Please give again, exactly and in full, each line from the one holding "assert!(matches!(bogus, Err(ChatError::MalformedResponse(_))));" to the end of the listing.

-*-*-

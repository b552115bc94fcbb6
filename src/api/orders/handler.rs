//! Order ingestion endpoint
//!
//! `POST /api/orders` turns a WooCommerce-style order payload into a
//! quotation header plus line items, atomically. Validation collects
//! every violated field before anything touches the database; the write
//! path itself lives in [`QuoteRepository::ingest_order`].

use axum::{Json, extract::State};
use rust_decimal::Decimal;
use serde::{Deserialize, Serialize};
use validator::Validate;

use crate::core::ServerState;
use crate::db::models::{IngestOutcome, NewQuote, NewQuoteItem};
use crate::db::repository::QuoteRepository;
use crate::utils::{AppError, AppResult};

/// Order payload (WooCommerce-like)
#[derive(Debug, Clone, Deserialize, Validate)]
pub struct OrderRequest {
    pub schema: Option<String>,

    #[validate(range(min = 1, message = "order_id debe ser un entero positivo"))]
    pub order_id: i64,

    #[validate(nested)]
    pub customer: CustomerPayload,

    pub reference: Option<String>,

    #[validate(length(min = 1, message = "items no puede estar vacío"), nested)]
    pub items: Vec<OrderItemPayload>,
}

#[derive(Debug, Clone, Deserialize, Validate)]
pub struct CustomerPayload {
    #[validate(length(min = 1, message = "name es obligatorio"))]
    pub name: String,

    #[serde(default)]
    pub phone: String,

    #[validate(email(message = "email inválido"))]
    pub email: String,
}

#[derive(Debug, Clone, Deserialize, Serialize, Validate)]
pub struct OrderItemPayload {
    #[validate(length(min = 1, message = "sku es obligatorio"))]
    pub sku: String,

    #[validate(length(min = 1, message = "name es obligatorio"))]
    pub name: String,

    #[validate(range(exclusive_min = 0.0, message = "qty debe ser mayor que cero"))]
    pub qty: f64,

    #[validate(range(min = 0.0, message = "price no puede ser negativo"))]
    pub price: f64,

    #[serde(default)]
    #[validate(range(min = 0.0, max = 100.0, message = "discount debe estar entre 0 y 100"))]
    pub discount: f64,
}

#[derive(Debug, Serialize)]
pub struct OrderResponse {
    pub ok: bool,
    pub idcotizacion: i64,
    pub schema: String,
    #[serde(skip_serializing_if = "Option::is_none")]
    pub idempotent: Option<bool>,
    #[serde(skip_serializing_if = "Option::is_none")]
    pub items: Option<usize>,
    pub message: String,
}

impl OrderRequest {
    fn into_new_quote(self) -> Result<NewQuote, AppError> {
        let items = self
            .items
            .into_iter()
            .map(|item| {
                Ok(NewQuoteItem {
                    qty: to_decimal(item.qty, "qty")?,
                    price: to_decimal(item.price, "price")?,
                    discount: to_decimal(item.discount, "discount")?,
                    sku: item.sku,
                    name: item.name,
                })
            })
            .collect::<Result<Vec<_>, AppError>>()?;

        Ok(NewQuote {
            order_id: self.order_id,
            customer_name: self.customer.name,
            customer_phone: self.customer.phone,
            customer_email: self.customer.email,
            reference: self.reference,
            items,
        })
    }
}

fn to_decimal(value: f64, field: &str) -> Result<Decimal, AppError> {
    Decimal::try_from(value)
        .map_err(|_| AppError::validation(format!("{field} no es un número representable")))
}

/// POST /api/orders - create quotation (header + items) atomically
pub async fn create(
    State(state): State<ServerState>,
    Json(body): Json<OrderRequest>,
) -> AppResult<Json<OrderResponse>> {
    body.validate()?;

    let schema = state.schemas.resolve(body.schema.as_deref())?;
    let order_id = body.order_id;
    let order = body.into_new_quote()?;

    let repo = QuoteRepository::new(state.pool.clone());
    match repo.ingest_order(&schema, &order).await? {
        IngestOutcome::AlreadyExists { id } => Ok(Json(OrderResponse {
            ok: true,
            idcotizacion: id,
            schema: schema.name().to_string(),
            idempotent: Some(true),
            items: None,
            message: format!("Cotización ya existía para idcotizacionweb={order_id}"),
        })),
        IngestOutcome::Created { id, items } => Ok(Json(OrderResponse {
            ok: true,
            idcotizacion: id,
            schema: schema.name().to_string(),
            idempotent: None,
            items: Some(items),
            message: "Cotización creada con éxito".to_string(),
        })),
    }
}

#[cfg(test)]
mod tests {
    use super::*;
    use std::sync::Arc;

    use axum::body::Body;
    use http::{Request, StatusCode};
    use http_body_util::BodyExt;
    use serde_json::{Value, json};
    use tower::ServiceExt;

    use crate::core::{Config, ServerState, build_app};
    use crate::db::{DbService, SchemaRegistry};

    fn test_state() -> ServerState {
        let config = Config {
            database_url: "postgres://postgres@localhost:1/unreachable".to_string(),
            http_port: 0,
            max_connections: 1,
            allowed_schemas: vec!["public".to_string(), "tienda".to_string()],
            allowed_origins: vec![],
            environment: "test".to_string(),
        };
        let db = DbService::connect_lazy(&config.database_url);
        let schemas = SchemaRegistry::from_names(&config.allowed_schemas);
        ServerState {
            config: Arc::new(config),
            pool: db.pool,
            schemas: Arc::new(schemas),
        }
    }

    async fn post_orders(body: Value) -> (StatusCode, Value) {
        let app = build_app(test_state());
        let response = app
            .oneshot(
                Request::builder()
                    .method("POST")
                    .uri("/api/orders")
                    .header("content-type", "application/json")
                    .body(Body::from(body.to_string()))
                    .unwrap(),
            )
            .await
            .unwrap();

        let status = response.status();
        let bytes = response.into_body().collect().await.unwrap().to_bytes();
        let body: Value = serde_json::from_slice(&bytes).unwrap();
        (status, body)
    }

    fn valid_order() -> Value {
        json!({
            "order_id": 1001,
            "customer": { "name": "Ana", "email": "a@x.com" },
            "items": [{ "sku": "ABC", "name": "Widget", "qty": 2, "price": 10.5 }]
        })
    }

    #[test]
    fn test_defaults_applied_on_deserialize() {
        let request: OrderRequest = serde_json::from_value(valid_order()).unwrap();
        assert_eq!(request.customer.phone, "");
        assert_eq!(request.items[0].discount, 0.0);
        assert!(request.validate().is_ok());
    }

    #[test]
    fn test_validation_collects_every_failing_field() {
        let request: OrderRequest = serde_json::from_value(json!({
            "order_id": 1001,
            "customer": { "name": "Ana", "email": "not-an-email" },
            "items": [{ "sku": "ABC", "name": "Widget", "qty": 2, "price": -5.0 }]
        }))
        .unwrap();

        let errors = request.validate().unwrap_err();
        let rendered = serde_json::to_string(&errors).unwrap();
        assert!(rendered.contains("email"));
        assert!(rendered.contains("price"));
    }

    #[test]
    fn test_nan_qty_fails_validation() {
        let request = OrderRequest {
            schema: None,
            order_id: 1,
            customer: CustomerPayload {
                name: "Ana".to_string(),
                phone: String::new(),
                email: "a@x.com".to_string(),
            },
            reference: None,
            items: vec![OrderItemPayload {
                sku: "ABC".to_string(),
                name: "Widget".to_string(),
                qty: f64::NAN,
                price: 1.0,
                discount: 0.0,
            }],
        };
        assert!(request.validate().is_err());
    }

    #[tokio::test]
    async fn test_invalid_payload_returns_400_with_all_fields() {
        let (status, body) = post_orders(json!({
            "order_id": 1001,
            "customer": { "name": "Ana", "email": "not-an-email" },
            "items": [{ "sku": "ABC", "name": "Widget", "qty": 2, "price": -5.0 }]
        }))
        .await;

        assert_eq!(status, StatusCode::BAD_REQUEST);
        assert_eq!(body["ok"], json!(false));
        let detail = body["error"].to_string();
        assert!(detail.contains("email"));
        assert!(detail.contains("price"));
    }

    #[tokio::test]
    async fn test_empty_items_rejected() {
        let mut order = valid_order();
        order["items"] = json!([]);
        let (status, body) = post_orders(order).await;

        assert_eq!(status, StatusCode::BAD_REQUEST);
        assert_eq!(body["ok"], json!(false));
    }

    #[tokio::test]
    async fn test_non_positive_order_id_rejected() {
        let mut order = valid_order();
        order["order_id"] = json!(0);
        let (status, body) = post_orders(order).await;

        assert_eq!(status, StatusCode::BAD_REQUEST);
        assert_eq!(body["ok"], json!(false));
    }

    #[tokio::test]
    async fn test_unlisted_schema_rejected_before_any_sql() {
        let mut order = valid_order();
        order["schema"] = json!("pg_catalog");
        let (status, body) = post_orders(order).await;

        assert_eq!(status, StatusCode::BAD_REQUEST);
        assert_eq!(body["ok"], json!(false));
        assert!(body["error"].as_str().unwrap().contains("pg_catalog"));
    }

    #[tokio::test]
    async fn test_listed_schema_passes_the_allow_list() {
        let state = test_state();
        assert_eq!(
            state.schemas.resolve(Some("tienda")).unwrap().name(),
            "tienda"
        );
    }
}
//! Order ingestion API module

mod handler;

pub use handler::{CustomerPayload, OrderItemPayload, OrderRequest, OrderResponse};

use axum::{Router, routing::post};

use crate::core::ServerState;

pub fn router() -> Router<ServerState> {
    Router::new().route("/api/orders", post(handler::create))
}
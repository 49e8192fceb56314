//! LLM Provider Strategy Pattern
//!
//! Defines the adapter contract every model backend implements. An adapter
//! turns the canonical history into its wire format and the wire response back
//! into one canonical assistant [`Message`] plus a normalized [`StopSignal`].
//!
//! ## Usage
//!
//! ```rust,ignore
//! use chat_core::provider::{GenerationOptions, LlmProvider};
//!
//! let response = provider
//!     .send(conversation.messages(), Some("Be brief."), registry.definitions(), &options)
//!     .await?;
//! ```

use async_trait::async_trait;
use serde::{Deserialize, Serialize};
use serde_json::json;

use crate::error::{ChatError, Result};
use crate::message::{ContentPart, Message, Role};
use crate::tool::{ToolDefinition, ToolResult};

/// Configuration for LLM generation
#[derive(Clone, Debug, Serialize, Deserialize)]
pub struct GenerationOptions {
    /// Model override; adapters fall back to their configured model
    #[serde(default)]
    pub model: Option<String>,

    /// Temperature for sampling (0.0 = deterministic, 1.0 = creative)
    #[serde(default = "default_temperature")]
    pub temperature: f32,

    /// Maximum tokens to generate
    #[serde(default = "default_max_tokens")]
    pub max_tokens: u32,

    /// Top-p nucleus sampling
    #[serde(default)]
    pub top_p: Option<f32>,

    /// Stop sequences
    #[serde(default)]
    pub stop_sequences: Vec<String>,
}

fn default_temperature() -> f32 { 1.0 }
fn default_max_tokens() -> u32 { 8000 }

impl Default for GenerationOptions {
    fn default() -> Self {
        Self {
            model: None,
            temperature: default_temperature(),
            max_tokens: default_max_tokens(),
            top_p: None,
            stop_sequences: Vec::new(),
        }
    }
}

/// Why the model stopped, normalized across vendors
#[derive(Clone, Copy, Debug, PartialEq, Eq, Serialize, Deserialize)]
#[serde(rename_all = "snake_case")]
pub enum StopSignal {
    /// The reply is final text
    FinishedWithText,
    /// The reply asks for tool invocations
    RequestedToolUse,
}

/// Token usage statistics
#[derive(Clone, Debug, Default, PartialEq, Eq, Serialize, Deserialize)]
pub struct TokenUsage {
    pub prompt_tokens: u32,
    pub completion_tokens: u32,
    pub total_tokens: u32,
}

impl TokenUsage {
    pub fn new(prompt_tokens: u32, completion_tokens: u32) -> Self {
        Self {
            prompt_tokens,
            completion_tokens,
            total_tokens: prompt_tokens + completion_tokens,
        }
    }
}

/// One model reply in canonical form
#[derive(Clone, Debug)]
pub struct ProviderResponse {
    /// Assistant message, validated
    pub message: Message,

    /// Normalized termination signal
    pub stop: StopSignal,

    /// Model that generated this response
    pub model: String,

    /// Token usage statistics (if available)
    pub usage: Option<TokenUsage>,
}

impl ProviderResponse {
    /// Build a response from parsed parts and the vendor's own stop verdict.
    ///
    /// Any tool-use part makes the signal `RequestedToolUse`, since every
    /// call must be answered before the next model call. A vendor claiming
    /// tool use without any tool-use part is malformed. An empty reply
    /// becomes a single empty text part.
    pub fn from_parts(
        mut parts: Vec<ContentPart>,
        vendor_says_tool_use: bool,
        model: impl Into<String>,
        usage: Option<TokenUsage>,
    ) -> Result<Self> {
        if parts.is_empty() && !vendor_says_tool_use {
            parts.push(ContentPart::text(""));
        }
        let message = Message::assistant_with_parts(parts)?;
        let stop = match (message.has_tool_calls(), vendor_says_tool_use) {
            (true, _) => StopSignal::RequestedToolUse,
            (false, false) => StopSignal::FinishedWithText,
            (false, true) => {
                return Err(ChatError::MalformedResponse(
                    "stop reason is tool use but the response has no tool calls".into(),
                ));
            }
        };
        Ok(Self {
            message,
            stop,
            model: model.into(),
            usage,
        })
    }
}

/// Provider metadata
#[derive(Clone, Debug, Serialize, Deserialize)]
pub struct ProviderInfo {
    /// Provider name (e.g., "anthropic", "groq")
    pub name: String,

    /// Default model used when options don't name one
    pub model: String,

    /// Whether tool results travel in a native wire role
    pub native_tool_results: bool,
}

/// Strategy trait for LLM providers
///
/// Implement this trait to add support for new LLM backends.
/// The orchestrator works exclusively through this interface.
#[async_trait]
pub trait LlmProvider: Send + Sync {
    /// Get provider information and capabilities
    fn info(&self) -> ProviderInfo;

    /// Check if the provider is reachable and configured correctly
    async fn health_check(&self) -> Result<bool>;

    /// Send the history and return the next assistant turn.
    ///
    /// Fails with `Transport`, `RateLimited` or `MalformedResponse`.
    async fn send(
        &self,
        history: &[Message],
        system_prompt: Option<&str>,
        tools: &[ToolDefinition],
        options: &GenerationOptions,
    ) -> Result<ProviderResponse>;
}

/// Serialize tool results for backends without a tool-result role.
///
/// All results of one turn are folded into a single JSON array of
/// `{"tool_call_id", "result", "is_error"}` records, in call order. The id
/// is the only correlation the model gets.
pub fn fold_tool_results(results: &[ToolResult]) -> String {
    let records: Vec<_> = results
        .iter()
        .map(|r| {
            json!({
                "tool_call_id": r.call_id,
                "result": r.content.to_value(),
                "is_error": r.is_error,
            })
        })
        .collect();
    serde_json::Value::Array(records).to_string()
}

/// Flatten a `tool` message into the synthesized user text that replaces it
pub fn fold_tool_message(message: &Message) -> Option<String> {
    (message.role() == Role::Tool).then(|| fold_tool_results(&message.results()))
}

#[cfg(test)]
mod tests {
    use super::*;
    use serde_json::{Map, Value};

    fn tool_use(id: &str) -> ContentPart {
        ContentPart::ToolUse {
            id: id.into(),
            name: "read_doc".into(),
            input: Map::new(),
        }
    }

    #[test]
    fn test_generation_options_defaults() {
        let opts = GenerationOptions::default();
        assert_eq!(opts.temperature, 1.0);
        assert_eq!(opts.max_tokens, 8000);
        assert!(opts.model.is_none());
    }

    #[test]
    fn test_stop_signal_reconciliation() {
        let text_only = ProviderResponse::from_parts(vec![ContentPart::text("hi")], false, "m", None)
            .unwrap();
        assert_eq!(text_only.stop, StopSignal::FinishedWithText);

        // Tool calls win over a vendor reason like "stop"
        let tools = ProviderResponse::from_parts(vec![tool_use("c1")], false, "m", None).unwrap();
        assert_eq!(tools.stop, StopSignal::RequestedToolUse);

        let bogus = ProviderResponse::from_parts(vec![ContentPart::text("hi")], true, "m", None);
        assert!(matches!(bogus, Err(ChatError::MalformedResponse(_))));

        let dup = ProviderResponse::from_parts(vec![tool_use("c1"), tool_use("c1")], true, "m", None);
        assert!(matches!(dup, Err(ChatError::MalformedResponse(_))));
    }

    #[test]
    fn test_empty_reply_is_one_text_part() {
        let empty = ProviderResponse::from_parts(Vec::new(), false, "m", None).unwrap();
        assert_eq!(empty.stop, StopSignal::FinishedWithText);
        assert_eq!(empty.message.parts(), &[ContentPart::text("")]);
        assert_eq!(empty.message.text(), "");

        let claims_tools = ProviderResponse::from_parts(Vec::new(), true, "m", None);
        assert!(matches!(claims_tools, Err(ChatError::MalformedResponse(_))));
    }

    #[test]
    fn test_fold_tool_results() {
        let folded = fold_tool_results(&[
            ToolResult::success("c1", "report text"),
            ToolResult::failure("c2", "tool not found"),
        ]);
        let parsed: Value = serde_json::from_str(&folded).unwrap();
        assert_eq!(
            parsed,
            json!([
                {"tool_call_id": "c1", "result": "report text", "is_error": false},
                {"tool_call_id": "c2", "result": "tool not found", "is_error": true}
            ])
        );
    }

    #[test]
    fn test_fold_only_tool_messages() {
        assert!(fold_tool_message(&Message::user("hi")).is_none());
        let msg = Message::tool_results(vec![ToolResult::success("c1", "x")]);
        assert!(fold_tool_message(&msg).unwrap().contains("\"c1\""));
    }
}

-*-*-

_ANSWER SECTION_:
        assert!(matches!(bogus, Err(ChatError::MalformedResponse(_))));

        let dup = ProviderResponse::from_parts(vec![tool_use("c1"), tool_use("c1")], true, "m", None);
        assert!(matches!(dup, Err(ChatError::MalformedResponse(_))));
    }

    #[test]
    fn test_empty_reply_is_one_text_part() {
        let empty = ProviderResponse::from_parts(Vec::new(), false, "m", None).unwrap();
        assert_eq!(empty.stop, StopSignal::FinishedWithText);
        assert_eq!(empty.message.parts(), &[ContentPart::text("")]);
        assert_eq!(empty.message.text(), "");

        let claims_tools = ProviderResponse::from_parts(Vec::new(), true, "m", None);
        assert!(matches!(claims_tools, Err(ChatError::MalformedResponse(_))));
    }

    #[test]
    fn test_fold_tool_results() {
        let folded = fold_tool_results(&[
            ToolResult::success("c1", "report text"),
            ToolResult::failure("c2", "tool not found"),
        ]);
        let parsed: Value = serde_json::from_str(&folded).unwrap();
        assert_eq!(
            parsed,
            json!([
                {"tool_call_id": "c1", "result": "report text", "is_error": false},
                {"tool_call_id": "c2", "result": "tool not found", "is_error": true}
            ])
        );
    }

    #[test]
    fn test_fold_only_tool_messages() {
        assert!(fold_tool_message(&Message::user("hi")).is_none());
        let msg = Message::tool_results(vec![ToolResult::success("c1", "x")]);
        assert!(fold_tool_message(&msg).unwrap().contains("\"c1\""));
    }
}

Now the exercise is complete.